The router logs provide insights into worker selection and cost calculations. Verify that the router makes KV-aware decisions based on cached blocks.

  1. Open a new terminal session and send a test request to the frontend. Replace the model name if you deployed with a different model.

    console
    $ curl -X POST http://localhost:8000/v1/chat/completions \
      -H "Content-Type: application/json" \
      -d '{
        "model": "nvidia/Llama-3.1-Nemotron-Nano-4B-v1.1",
        "messages": [
          {"role": "system", "content": "You are a helpful AI assistant."},
          {"role": "user", "content": "Explain the concept of KV cache in LLM inference."}
        ],
        "max_tokens": 100,
        "temperature": 0.7
      }'
    

    The output displays the model's response in JSON format with streaming tokens.

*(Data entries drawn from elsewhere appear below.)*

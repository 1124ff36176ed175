use std::io;
use std::path::Path;

use chrono::Utc;
use image::codecs::jpeg::JpegEncoder;
use lopdf::content::{Content, Operation};
use lopdf::{dictionary, Document, Object, Stream};
use thiserror::Error;

use crate::collector::PageImage;

#[derive(Debug, Error)]
pub enum PdfError {
    #[error("a document must contain at least one page")]
    Empty,
    #[error("image encode failed: {0}")]
    Encode(#[from] image::ImageError),
    #[error("pdf assembly failed: {0}")]
    Assemble(#[from] lopdf::Error),
    #[error("I/O error: {0}")]
    Io(#[from] io::Error),
}

/// Writes one paginated PDF to `path`, one page per image in order. Each page
/// is embedded as a JPEG image object at one point per pixel; the first image
/// fixes the document container's default page box and every page carries its
/// own.
pub fn write_document(path: &Path, pages: &[PageImage]) -> Result<(), PdfError> {
    let first = pages.first().ok_or(PdfError::Empty)?;
    let (default_width, default_height) = first.image.dimensions();

    let mut doc = Document::with_version("1.5");
    let pages_id = doc.new_object_id();

    let mut kids: Vec<Object> = Vec::with_capacity(pages.len());
    for page in pages {
        let (width, height) = page.image.dimensions();

        let mut jpeg: Vec<u8> = Vec::new();
        JpegEncoder::new(&mut jpeg).encode_image(&page.image)?;

        let image_id = doc.add_object(
            Stream::new(
                dictionary! {
                    "Type" => "XObject",
                    "Subtype" => "Image",
                    "Width" => width as i64,
                    "Height" => height as i64,
                    "ColorSpace" => "DeviceRGB",
                    "BitsPerComponent" => 8,
                    "Filter" => "DCTDecode",
                },
                jpeg,
            )
            .with_compression(false),
        );

        let content = Content {
            operations: vec![
                Operation::new("q", vec![]),
                Operation::new(
                    "cm",
                    vec![
                        (width as i64).into(),
                        0.into(),
                        0.into(),
                        (height as i64).into(),
                        0.into(),
                        0.into(),
                    ],
                ),
                Operation::new("Do", vec!["Im0".into()]),
                Operation::new("Q", vec![]),
            ],
        };
        let content_id = doc.add_object(Stream::new(dictionary! {}, content.encode()?));

        let page_id = doc.add_object(dictionary! {
            "Type" => "Page",
            "Parent" => pages_id,
            "MediaBox" => vec![
                0.into(),
                0.into(),
                (width as i64).into(),
                (height as i64).into(),
            ],
            "Contents" => content_id,
            "Resources" => dictionary! {
                "XObject" => dictionary! { "Im0" => image_id },
            },
        });
        kids.push(page_id.into());
    }

    let page_count = kids.len() as i64;
    doc.objects.insert(
        pages_id,
        Object::Dictionary(dictionary! {
            "Type" => "Pages",
            "Kids" => kids,
            "Count" => page_count,
            "MediaBox" => vec![
                0.into(),
                0.into(),
                (default_width as i64).into(),
                (default_height as i64).into(),
            ],
        }),
    );

    let catalog_id = doc.add_object(dictionary! {
        "Type" => "Catalog",
        "Pages" => pages_id,
    });
    let info_id = doc.add_object(dictionary! {
        "Producer" => Object::string_literal(concat!("tankobon ", env!("CARGO_PKG_VERSION"))),
        "CreationDate" => Object::string_literal(format!(
            "D:{}Z",
            Utc::now().format("%Y%m%d%H%M%S")
        )),
    });
    doc.trailer.set("Root", catalog_id);
    doc.trailer.set("Info", info_id);

    doc.compress();
    doc.save(path)?;

    Ok(())
}

#[cfg(test)]
mod tests {
    use super::*;
    use image::RgbImage;
    use std::path::PathBuf;
    use tempfile::TempDir;

    fn page(width: u32, height: u32) -> PageImage {
        PageImage {
            source: PathBuf::from(format!("{}x{}.jpg", width, height)),
            image: RgbImage::new(width, height),
        }
    }

    #[test]
    fn writes_one_pdf_page_per_image() {
        let temp = TempDir::new().expect("temp dir");
        let target = temp.path().join("volume.pdf");

        write_document(&target, &[page(2, 3), page(4, 4), page(3, 2)]).expect("write pdf");

        let doc = Document::load(&target).expect("reload pdf");
        assert_eq!(doc.get_pages().len(), 3);
    }

    #[test]
    fn refuses_an_empty_document() {
        let temp = TempDir::new().expect("temp dir");
        let target = temp.path().join("empty.pdf");

        assert!(matches!(
            write_document(&target, &[]),
            Err(PdfError::Empty)
        ));
        assert!(!target.exists());
    }
}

  2. Check the frontend logs for routing decision details. The logs display cost calculations showing the router's cost formula for each worker:

    Formula for worker_id=7587893399646425890 dp_rank=0 with 0 cached blocks: 5.188 = 1.5 * prefill_blocks + decode_blocks = 1.5 * 2.125 + 2.000
    Formula for worker_id=7587893399646425892 dp_rank=0 with 0 cached blocks: 5.188 = 1.5 * prefill_blocks + decode_blocks = 1.5 * 2.125 + 2.000
    Selected worker: worker_id=7587893399646425892 dp_rank=0, logit: 5.188, cached blocks: 0, tree size: 0, total blocks: 75379

    The router calculates the cost for each worker using the formula: cost = overlap_weight × prefill_blocks + decode_blocks. In this example, both workers have 0 cached blocks (cold start), equal prefill costs (2.125 blocks weighted by 1.5), and equal decode loads (2.000). With identical costs (5.188), the router selects a worker based on temperature sampling. The worker with the lowest cost is selected for the request.

  3. Send a second request with a similar prompt prefix.

    console
    $ curl -X POST http://localhost:8000/v1/chat/completions \
      -H "Content-Type: application/json" \
      -d '{
        "model": "nvidia/Llama-3.1-Nemotron-Nano-4B-v1.1",
        "messages": [
          {"role": "system", "content": "You are a helpful AI assistant."},
          {"role": "user", "content": "Explain the concept of KV cache reuse in distributed LLM serving."}
        ],
        "max_tokens": 100,
        "temperature": 0.7
      }'
    
  4. Check the routing decision for the second request in the logs. If the router detects cached blocks from the previous request with a matching prompt prefix, the logs will show a reduced prefill cost:

    Formula for worker_id=7587893399646425890 dp_rank=0 with 0 cached blocks: 5.375 = 1.5 * prefill_blocks + decode_blocks = 1.5 * 2.250 + 2.000
    Formula for worker_id=7587893399646425892 dp_rank=0 with 1 cached blocks: 3.875 = 1.5 * prefill_blocks + decode_blocks = 1.5 * 1.250 + 2.000
    Selected worker: worker_id=7587893399646425892 dp_rank=0, logit: 3.875, cached blocks: 1, tree size: 8, total blocks: 75379

    The router prioritizes worker 7587893399646425892 with 1 cached block, reducing its cost from 5.375 to 3.875. The cached block reduces the prefill computation needed (1.250 blocks vs 2.250), demonstrating KV cache reuse resulting in faster Time To First Token (TTFT) for requests with overlapping prompt prefixes.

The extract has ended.